Most preference claims never make it to trial because the process is expensive and unpredictable. One of the most unpredictable aspects of preference litigation is how courts in different jurisdictions (and sometimes within the same jurisdiction) rule on the applicability of the ordinary course of business ("OCB") defense to a preference claim. The Bankruptcy Court for the District of Delaware, in Burtch v. Revchem Composites, Inc. finia Revchem Plastics ("Revchem"), recently dismissed a preference complaint, after trial, where the creditor had satisfied the subjective component of the OCB defense.

The courts decision in Revchem was notable because the court applied the subjective prong of the OCB defense even though the alleged preference payments were made much faster than prior payments. The court went beyond a simple average days-to-pay comparison of payments prior to and during the preference period and focused on the reasons for the faster payments.
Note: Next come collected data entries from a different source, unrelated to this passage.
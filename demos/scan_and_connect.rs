//! Basic example: find the nearest tracker, connect and print what it sends
//!
//! Run with: cargo run --example scan_and_connect

use std::time::Duration;
use wearable_ble::{to_hex_string, BleEvent, DeviceManager, EventKind, Result};

#[tokio::main]
async fn main() -> Result<()> {
    // Initialize logging
    tracing_subscriber::fmt()
        .with_env_filter(
            tracing_subscriber::EnvFilter::from_default_env()
                .add_directive("wearable_ble=debug".parse().unwrap()),
        )
        .init();

    let manager = DeviceManager::new().await?;

    if !manager.initialize().await {
        println!("Bluetooth is not ready. Check that it is switched on.");
        return Ok(());
    }

    manager
        .start_scan(|device| {
            println!(
                "Found {} ({}) RSSI: {:?} dBm",
                device.display_name().unwrap_or("?"),
                device.id,
                device.rssi
            );
        })
        .await?;

    println!("Scanning for 10 seconds...\n");
    tokio::time::sleep(Duration::from_secs(10)).await;
    manager.stop_scan().await?;

    let Some(device) = manager
        .discovered_devices()
        .into_values()
        .max_by_key(|d| d.rssi.unwrap_or(i16::MIN))
    else {
        println!("No trackers found. Make sure yours is awake and nearby.");
        return Ok(());
    };

    println!(
        "\nConnecting to {} ({})...",
        device.display_name().unwrap_or("?"),
        device.id
    );

    let _connection = manager.on(EventKind::ConnectionState, |event| {
        if let BleEvent::ConnectionState(connected) = event {
            println!("Connected: {}", connected);
        }
    });
    let _data = manager.on(EventKind::DataReceived, |event| {
        if let BleEvent::DataReceived(message) = event {
            println!("{}: {}", message.data_type, message.payload);
        }
    });
    let _raw = manager.on(EventKind::RawDataReceived, |event| {
        if let BleEvent::RawDataReceived(bytes) = event {
            println!("  raw: {}", to_hex_string(bytes));
        }
    });

    manager.connect(&device).await?;

    println!("Listening for 60 seconds. Press Ctrl+C to exit early.\n");
    tokio::select! {
        _ = tokio::time::sleep(Duration::from_secs(60)) => {}
        _ = tokio::signal::ctrl_c() => {
            println!("\nInterrupted!");
        }
    }

    manager.shutdown().await?;
    println!("\nDone!");

    Ok(())
}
The court ultimately held that faster payments could still be subjectively ordinary where they enabled the debtors to remain within or close to an agreed credit limit and neither the debtors nor the creditor had engaged in any unusual behavior in collecting or tendering payment.

The Revchem decision also provides valuable guidance to trade creditors seeking to satisfy the objective prong of the OCB defense. The court held that a creditor did not satisfy the objective OCB defense by just relying on its experienced employee's general opinion testimony. The creditor also had to submit objective evidence (e.g., statistical analysis) to prove what is ordinary in the industry.

The OCB Defense

After a trustee satisfies all of the elements of a preference claim contained in Section 547(b) of the Bankruptcy Code, a creditor seeking to avoid preference liability has the burden of proving one or more of the preference defenses contained in Section 547(c) of the Bankruptcy Code. The OCB defense, contained in Section 547(c)(2) of the Bankruptcy Code, is one of the most frequently relied upon preference defenses. The intent of the defense is to encourage creditors to continue doing business with their financially distressed customers.

A creditor must first prove that an alleged preference paid indebtedness incurred in the ordinary course of the debtor's and creditor's business or financial affairs. This requirement is easy to prove based on the creditor's extension of trade credit to the debtor. The creditor must then prove that the payment was either (1) made in the ordinary course of the debtor's and creditor's business or financial affairs, or (2) made according to ordinary business terms.

The debtor's payment in the ordinary course of the debtor's and creditor's businesses is referred to as the subjective component of the OCB defense. A creditor must prove some consistency between the alleged preference payments and the debtor's and creditor's payment history and other aspects of their relationship. When analyzing the subjective part of the OCB defense, the courts, including the Revchem court, have considered numerous factors, including: (i) the length of the parties' business relationship; (ii) the amount and timing of the debtor's payments both during and before the preference period; (iii) the manner (e.g., check, wire transfer, etc.) in which the debtor made the payments both before and during the preference period; (iv) any unusual action by either the debtor or creditor concerning payment or collection of the creditor's claim; and (v) whether the creditor did anything to obtain an advantage in light of the debtor's deteriorating financial condition.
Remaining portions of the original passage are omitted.